About this exercise: Report every line below that holds the word "impl".

Records contained in a dataset:
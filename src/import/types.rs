use serde::{Deserialize, Serialize};
use std::collections::HashMap;
use std::fmt;
use thiserror::Error;

#[derive(Error, Debug, Clone, PartialEq)]
pub enum IntentError {
    #[error("Card name is empty")]
    EmptyName,
    #[error("Quantity must be at least 1 (got {0})")]
    ZeroQuantity(u32),
}

/// Set code, always stored lowercase
#[derive(Debug, Clone, PartialEq, Eq, Hash, Serialize, Deserialize)]
pub struct SetCode(String);

impl SetCode {
    pub fn new(code: &str) -> Self {
        SetCode(code.trim().to_lowercase())
    }

    pub fn as_str(&self) -> &str {
        &self.0
    }
}

impl fmt::Display for SetCode {
    fn fmt(&self, f: &mut fmt::Formatter<'_>) -> fmt::Result {
        f.write_str(&self.0)
    }
}

/// Where the artwork for an intent comes from.
///
/// Each variant carries only the identity hint it resolves by, so an intent can
/// never hold two competing hints.
#[derive(Debug, Clone, PartialEq, Serialize, Deserialize)]
pub enum IntentSource {
    /// Image already stored locally (uploaded by the user)
    Manual {
        local_image_id: String,
        has_built_in_bleed: Option<bool>,
    },
    /// Image hosted by MPC Autofill, addressed by its drive id. The art may
    /// belong to a token card.
    Mpc {
        mpc_id: String,
        #[serde(default)]
        is_token: bool,
    },
    /// Canonical catalog lookup by name, optionally pinned to a printing
    CatalogLookup {
        set: Option<SetCode>,
        number: Option<String>,
    },
    /// Token card, resolved through the catalog. `catalog_id` pins the exact
    /// token when the catalog already named it.
    Token {
        set: Option<SetCode>,
        number: Option<String>,
        #[serde(default)]
        catalog_id: Option<String>,
    },
}

/// How the resolver picks a provider for an intent
#[derive(Debug, Clone, Copy, PartialEq, Eq, Hash)]
pub enum SourcePreference {
    Manual,
    Mpc,
    Scryfall,
    Auto,
}

/// Per-card render settings that override the project defaults
#[derive(Debug, Clone, Default, PartialEq, Serialize, Deserialize)]
pub struct CardOverrides {
    pub bleed_mm: Option<f32>,
    pub brightness: Option<f32>,
    pub contrast: Option<f32>,
    pub saturation: Option<f32>,
    pub dark_cut_lines: Option<bool>,
}

/// A normalized, unresolved request to add one card to the working set
#[derive(Debug, Clone, PartialEq, Serialize, Deserialize)]
pub struct ImportIntent {
    pub name: String,
    pub quantity: u32,
    pub source: IntentSource,
    pub linked_back_image_id: Option<String>,
    /// Deck-builder category such as "Maybeboard", kept for downstream filtering
    pub category: Option<String>,
    pub card_overrides: Option<CardOverrides>,
}

impl ImportIntent {
    pub fn new(name: &str, quantity: u32, source: IntentSource) -> Result<Self, IntentError> {
        let name = name.trim();
        if name.is_empty() {
            return Err(IntentError::EmptyName);
        }
        if quantity == 0 {
            return Err(IntentError::ZeroQuantity(quantity));
        }

        Ok(ImportIntent {
            name: name.to_string(),
            quantity,
            source,
            linked_back_image_id: None,
            category: None,
            card_overrides: None,
        })
    }

    /// Catalog lookup by name only
    pub fn named(name: &str, quantity: u32) -> Result<Self, IntentError> {
        Self::new(
            name,
            quantity,
            IntentSource::CatalogLookup {
                set: None,
                number: None,
            },
        )
    }

    pub fn with_back(mut self, back_image_id: impl Into<String>) -> Self {
        self.linked_back_image_id = Some(back_image_id.into());
        self
    }

    pub fn with_category(mut self, category: impl Into<String>) -> Self {
        self.category = Some(category.into());
        self
    }

    pub fn with_overrides(mut self, overrides: CardOverrides) -> Self {
        self.card_overrides = Some(overrides);
        self
    }

    pub fn is_token(&self) -> bool {
        matches!(
            self.source,
            IntentSource::Token { .. } | IntentSource::Mpc { is_token: true, .. }
        )
    }

    pub fn source_preference(&self) -> SourcePreference {
        match &self.source {
            IntentSource::Manual { .. } => SourcePreference::Manual,
            IntentSource::Mpc { .. } => SourcePreference::Mpc,
            IntentSource::CatalogLookup { set: None, number: None } => SourcePreference::Auto,
            IntentSource::CatalogLookup { .. } | IntentSource::Token { .. } => {
                SourcePreference::Scryfall
            }
        }
    }

    /// Key under which two intents describe the same card
    pub fn identity_key(&self) -> String {
        let source = match &self.source {
            IntentSource::Manual { local_image_id, .. } => format!("manual:{}", local_image_id),
            IntentSource::Mpc { mpc_id, is_token } => format!(
                "{}:{}",
                if *is_token { "mpc-token" } else { "mpc" },
                mpc_id
            ),
            IntentSource::CatalogLookup { set, number } => format!(
                "catalog:{}:{}",
                set.as_ref().map(SetCode::as_str).unwrap_or(""),
                number.as_deref().unwrap_or("")
            ),
            IntentSource::Token {
                set,
                number,
                catalog_id,
            } => format!(
                "token:{}:{}:{}",
                set.as_ref().map(SetCode::as_str).unwrap_or(""),
                number.as_deref().unwrap_or(""),
                catalog_id.as_deref().unwrap_or("")
            ),
        };

        format!(
            "{}|{}|{}|{}",
            self.name.to_lowercase(),
            source,
            self.linked_back_image_id.as_deref().unwrap_or(""),
            self.category.as_deref().unwrap_or("")
        )
    }
}

/// Merge intents that describe the same card, summing their quantities.
///
/// First-seen order is kept. Intents with render overrides are never merged.
pub fn dedupe_intents(intents: Vec<ImportIntent>) -> Vec<ImportIntent> {
    let mut merged: Vec<ImportIntent> = Vec::with_capacity(intents.len());
    let mut index_by_key: HashMap<String, usize> = HashMap::new();

    for intent in intents {
        if intent.card_overrides.is_some() {
            merged.push(intent);
            continue;
        }

        let key = intent.identity_key();
        match index_by_key.get(&key) {
            Some(&index) => {
                merged[index].quantity = merged[index].quantity.saturating_add(intent.quantity);
            }
            None => {
                index_by_key.insert(key, merged.len());
                merged.push(intent);
            }
        }
    }

    merged
}

#[cfg(test)]
mod tests {
    use super::*;

    #[test]
    fn test_new_rejects_invalid_intents() {
        assert_eq!(ImportIntent::named("   ", 1), Err(IntentError::EmptyName));
        assert_eq!(
            ImportIntent::named("Sol Ring", 0),
            Err(IntentError::ZeroQuantity(0))
        );
        assert_eq!(ImportIntent::named("  Sol Ring ", 2).unwrap().name, "Sol Ring");
    }

    #[test]
    fn test_source_preference() {
        let auto = ImportIntent::named("Sol Ring", 1).unwrap();
        assert_eq!(auto.source_preference(), SourcePreference::Auto);

        let pinned = ImportIntent::new(
            "Sol Ring",
            1,
            IntentSource::CatalogLookup {
                set: Some(SetCode::new("CMM")),
                number: Some("432".to_string()),
            },
        )
        .unwrap();
        assert_eq!(pinned.source_preference(), SourcePreference::Scryfall);

        let mpc = ImportIntent::new(
            "Sol Ring",
            1,
            IntentSource::Mpc {
                mpc_id: "abc".to_string(),
                is_token: false,
            },
        )
        .unwrap();
        assert_eq!(mpc.source_preference(), SourcePreference::Mpc);
        assert!(!mpc.is_token());
    }

    #[test]
    fn test_set_code_is_lowercase() {
        assert_eq!(SetCode::new(" CMM ").as_str(), "cmm");
    }

    #[test]
    fn test_dedupe_sums_quantities_in_first_seen_order() {
        let intents = vec![
            ImportIntent::named("Sol Ring", 1).unwrap(),
            ImportIntent::named("Lightning Bolt", 2).unwrap(),
            ImportIntent::named("sol ring", 3).unwrap(),
            ImportIntent::named("Sol Ring", 1)
                .unwrap()
                .with_category("Maybeboard"),
        ];

        let merged = dedupe_intents(intents);
        assert_eq!(merged.len(), 3);
        assert_eq!(merged[0].name, "Sol Ring");
        assert_eq!(merged[0].quantity, 4);
        assert_eq!(merged[1].name, "Lightning Bolt");
        assert_eq!(merged[2].category.as_deref(), Some("Maybeboard"));
    }
}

Your solution:
impl SetCode {
impl fmt::Display for SetCode {
impl ImportIntent {
    pub fn with_back(mut self, back_image_id: impl Into<String>) -> Self {
    pub fn with_category(mut self, category: impl Into<String>) -> Self {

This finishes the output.